Jan 24, 2008

10 Things You Should Do After Installing Ubuntu On Your Laptop

I recently installed Ubuntu Linux 7.10 (Gutsy Gibbon) on my laptop and it went without a hitch. This OS is very responsive, relatively easy to use, very stable and has a remarkable user support. Ubuntu is undoubtedly an excellent alternative to MS Windows XP/Vista but new users coming from these operating systems may still find the transition quite drastic because of some minor annoyances:

  • the menu on the top window,

  • 'ugly' system default fonts,

  • the Ubuntu brown theme isn't quite aesthetically appealing, and

  • mouse 'skips' everytime touchpad is accidentally touched.
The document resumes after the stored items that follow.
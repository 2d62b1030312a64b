use crate::dto::{
    CreateActivityRequest, CreateSessionRequest, JoinSessionRequest, SessionDetail, SessionStatus,
    SubmitResponseRequest, SubmitResponseResponse, UpdateActivityRequest,
};
use crate::error::ApiError;
use axum::{
    extract::{Path, State},
    http::StatusCode,
    response::IntoResponse,
    routing::{get, patch, post},
    Json, Router,
};
use caja_core::domain::{Activity, ActivityStatusSnapshot, Participant, UserResponse};
use caja_core::{ServiceError, SessionCommand, SessionEvent, SessionService};
use std::sync::Arc;
use tokio::sync::RwLock;
use uuid::Uuid;

/// Shared server state: the session service behind a read-write lock
#[derive(Clone)]
pub struct AppState {
    service: Arc<RwLock<SessionService>>,
}

impl AppState {
    pub fn new(service: SessionService) -> Self {
        Self {
            service: Arc::new(RwLock::new(service)),
        }
    }

    pub fn service(&self) -> Arc<RwLock<SessionService>> {
        self.service.clone()
    }
}

/// The `/api/v1` surface
pub fn router(state: AppState) -> Router {
    Router::new()
        .route("/api/v1/sessions", post(create_session))
        .route("/api/v1/sessions/:session_id", get(get_session))
        .route("/api/v1/sessions/:session_id/status", get(session_status))
        .route(
            "/api/v1/sessions/:session_id/participants",
            post(join_session),
        )
        .route(
            "/api/v1/sessions/:session_id/activities",
            get(list_activities).post(create_activity),
        )
        .route(
            "/api/v1/sessions/:session_id/activities/:activity_id",
            patch(update_activity),
        )
        .route(
            "/api/v1/sessions/:session_id/activities/:activity_id/responses",
            get(list_responses).post(submit_response),
        )
        .route(
            "/api/v1/sessions/:session_id/activities/:activity_id/status",
            get(activity_status),
        )
        .with_state(state)
}

async fn create_session(
    State(state): State<AppState>,
    Json(request): Json<CreateSessionRequest>,
) -> Result<impl IntoResponse, ApiError> {
    let mut service = state.service.write().await;

    let event = service.try_handle(SessionCommand::CreateSession {
        session_id: None,
        name: request.name,
        admin_name: request.admin_name,
    })?;

    let SessionEvent::SessionCreated { session } = event else {
        return Err(unexpected_event("CreateSession"));
    };

    Ok((
        StatusCode::CREATED,
        Json(SessionDetail::from_session(&session)),
    ))
}

async fn get_session(
    State(state): State<AppState>,
    Path(session_id): Path<Uuid>,
) -> Result<Json<SessionDetail>, ApiError> {
    let service = state.service.read().await;

    let session = service
        .get_session(session_id)
        .ok_or(ServiceError::SessionNotFound(session_id))?;

    Ok(Json(SessionDetail::from_session(session)))
}

async fn session_status(
    State(state): State<AppState>,
    Path(session_id): Path<Uuid>,
) -> Result<Json<SessionStatus>, ApiError> {
    let service = state.service.read().await;

    let session = service
        .get_session(session_id)
        .ok_or(ServiceError::SessionNotFound(session_id))?;

    Ok(Json(SessionStatus::from_session(session)))
}

async fn join_session(
    State(state): State<AppState>,
    Path(session_id): Path<Uuid>,
    Json(request): Json<JoinSessionRequest>,
) -> Result<impl IntoResponse, ApiError> {
    let mut service = state.service.write().await;

    let event = service.try_handle(SessionCommand::JoinSession {
        session_id,
        participant_name: request.name,
    })?;

    let SessionEvent::ParticipantJoined { participant, .. } = event else {
        return Err(unexpected_event("JoinSession"));
    };

    Ok((StatusCode::CREATED, Json::<Participant>(participant)))
}

async fn list_activities(
    State(state): State<AppState>,
    Path(session_id): Path<Uuid>,
) -> Result<Json<Vec<Activity>>, ApiError> {
    let service = state.service.read().await;

    let session = service
        .get_session(session_id)
        .ok_or(ServiceError::SessionNotFound(session_id))?;

    Ok(Json(session.activities().to_vec()))
}

async fn create_activity(
    State(state): State<AppState>,
    Path(session_id): Path<Uuid>,
    Json(request): Json<CreateActivityRequest>,
) -> Result<impl IntoResponse, ApiError> {
    let mut service = state.service.write().await;

    let event = service.try_handle(SessionCommand::AddActivity {
        session_id,
        requester_id: None,
        type_id: request.type_id,
        title: request.title,
        description: request.description,
        config: request.configuration,
        order: request.order,
    })?;

    let SessionEvent::ActivityAdded { activity, .. } = event else {
        return Err(unexpected_event("AddActivity"));
    };

    Ok((StatusCode::CREATED, Json(activity)))
}

async fn update_activity(
    State(state): State<AppState>,
    Path((session_id, activity_id)): Path<(Uuid, Uuid)>,
    Json(request): Json<UpdateActivityRequest>,
) -> Result<Json<Activity>, ApiError> {
    let mut service = state.service.write().await;

    if let Some(configuration) = request.configuration {
        service.try_handle(SessionCommand::UpdateActivityConfig {
            session_id,
            requester_id: None,
            activity_id,
            config: configuration,
        })?;
    }

    if let Some(status) = request.status {
        service.try_handle(SessionCommand::TransitionActivity {
            session_id,
            requester_id: None,
            activity_id,
            new_status: status,
        })?;
    }

    let session = service
        .get_session(session_id)
        .ok_or(ServiceError::SessionNotFound(session_id))?;
    let activity = session
        .get_activity(activity_id)
        .ok_or(ServiceError::Session(
            caja_core::SessionError::ActivityNotFound(activity_id),
        ))?;

    Ok(Json(activity.clone()))
}

async fn list_responses(
    State(state): State<AppState>,
    Path((session_id, activity_id)): Path<(Uuid, Uuid)>,
) -> Result<Json<Vec<UserResponse>>, ApiError> {
    let service = state.service.read().await;

    let session = service
        .get_session(session_id)
        .ok_or(ServiceError::SessionNotFound(session_id))?;

    let responses: Vec<UserResponse> = session
        .responses_for(activity_id)
        .into_iter()
        .cloned()
        .collect();

    Ok(Json(responses))
}

async fn submit_response(
    State(state): State<AppState>,
    Path((session_id, activity_id)): Path<(Uuid, Uuid)>,
    Json(request): Json<SubmitResponseRequest>,
) -> Result<impl IntoResponse, ApiError> {
    let mut service = state.service.write().await;

    let event = service.try_handle(SessionCommand::SubmitResponse {
        session_id,
        activity_id,
        participant_id: request.participant_id,
        payload: request.response_data,
    })?;

    let SessionEvent::ResponseSubmitted {
        response_id,
        response_count,
        ..
    } = event
    else {
        return Err(unexpected_event("SubmitResponse"));
    };

    Ok((
        StatusCode::CREATED,
        Json(SubmitResponseResponse {
            response_id,
            response_count,
        }),
    ))
}

/// The polled activity snapshot: status, counts, aggregated results and
/// legal transitions
async fn activity_status(
    State(state): State<AppState>,
    Path((session_id, activity_id)): Path<(Uuid, Uuid)>,
) -> Result<Json<ActivityStatusSnapshot>, ApiError> {
    let service = state.service.read().await;

    let snapshot = service.snapshot(session_id, activity_id)?;
    Ok(Json(snapshot))
}

fn unexpected_event(command: &str) -> ApiError {
    // try_handle returned Ok with a mismatched event; treat as a payload bug
    ApiError::MalformedPayload(format!("unexpected event for {command}"))
}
I have outlined some suggested things to install and configure to make Ubuntu experience feels “homey” for users coming form MS Windows XP/Vista. These suggested changes will absolutely make them go wow and not switch back to old Windows.

  1. Install CompizConfig Settings Manager

    Compiz is one of the first compositing window managers for the X Window System that uses 3D graphics hardware to create fast compositing desktop effects for window management. The effects, such as a minimization effect and a cube workspace are implemented as loadable plugins.

    See Instructions

  2. Install Emerald Windows Decorator

    Emerald is the sister project of beryl, and while they don't require each other to run, they are developed in parallel so they may work as close together as possible. Emerald project is a window decorator that provides the borders to your windows normally provided by Metacity or Kwin.

    See Instructions

  3. Install MS True Type Core Fonts

    This package allows for easy installation of the Microsoft True Type Core Fonts for the Web including: Andale Mono Arial Black Arial (Bold, Italic, Bold Italic) Comic Sans MS (Bold) Courier New (Bold, Italic, Bold Italic) Georgia (Bold, Italic, Bold Italic) Impact Times New Roman (Bold, Italic, Bold Italic) Trebuchet (Bold, Italic, Bold Italic) Verdana (Bold, Italic, Bold Italic)

    See Instructions

  4. Install Gnome Main Menu Applet

    A better alternative to Ubuntu's default drop-down menu. Clean, organized and it can get you around different applications within just two clicks of a mouse.

    See Instructions

  5. Disable Synaptics Touchpad While Typing

    For many of us, our laptop touchpads get in the way of our typing quite often and can actually cause us to highlight or minimize things we didn't intend. So, this will help to alleviate that by making a small delay in the response of the touchpad after typing.

    See Instructions

  6. Install & Configure WiFi Radar

    WiFi Radar is a utility for managing WiFi profiles. It enables you to scan for available networks and create profiles for your preferred networks. At boot time, running WiFi Radar will automatically scan for an available preferred network and connect to it. You can drag and drop your preferred networks to arrange the profile priority.

    See Instructions

  7. Install Java Runtime Engine

    The Java Runtime Environment (JRE), also known as Java Runtime, is part of the Java Development Kit (JDK), a set of programming tools for developing Java applications. The Java Runtime Environment provides the minimum requirements for executing a Java application; it consists of the Java Virtual Machine (JVM), core classes, and supporting files.

    See Instructions

  8. Install TimeVault – A Version Control and File Restore

    By default, Ubuntu system doesn't provide a way to restore directory or file changes. Creating a backup of files and directories of files and restoring back to a specific version is a requirement every desktops should have. This is much like Mac's Time Machine or Microsoft's Previous Version.

    See Instructions

  9. Backup and Restore Your Ubuntu System

    Should you encounter problems on your Ubuntu system it is always wise to provide a way to restore your system to it's last working state. This guide provides a practical approach to setting-up one.See Instructions

  10. Know Where To Get Help

    Ubuntu's got lots of support. There were times I had problems on my installation and immediately searched the forums and voila – most of the things you need answered are there. If you need a more immediate support you can always go to #ubuntu IRC channel. Those guys there has been very helpful. Here's a link if you need some support:
    Ubuntu Forums: http://ubuntuforums.org/
    IRC Channel: Simply download the Hgnome chat and go to #ubuntu channel

NB: These are a compilation of resources on how to outfit your Ubuntu Installation for laptops. Different users have different requirements but this is, I believe, are the essentials for common laptop users on Ubuntu.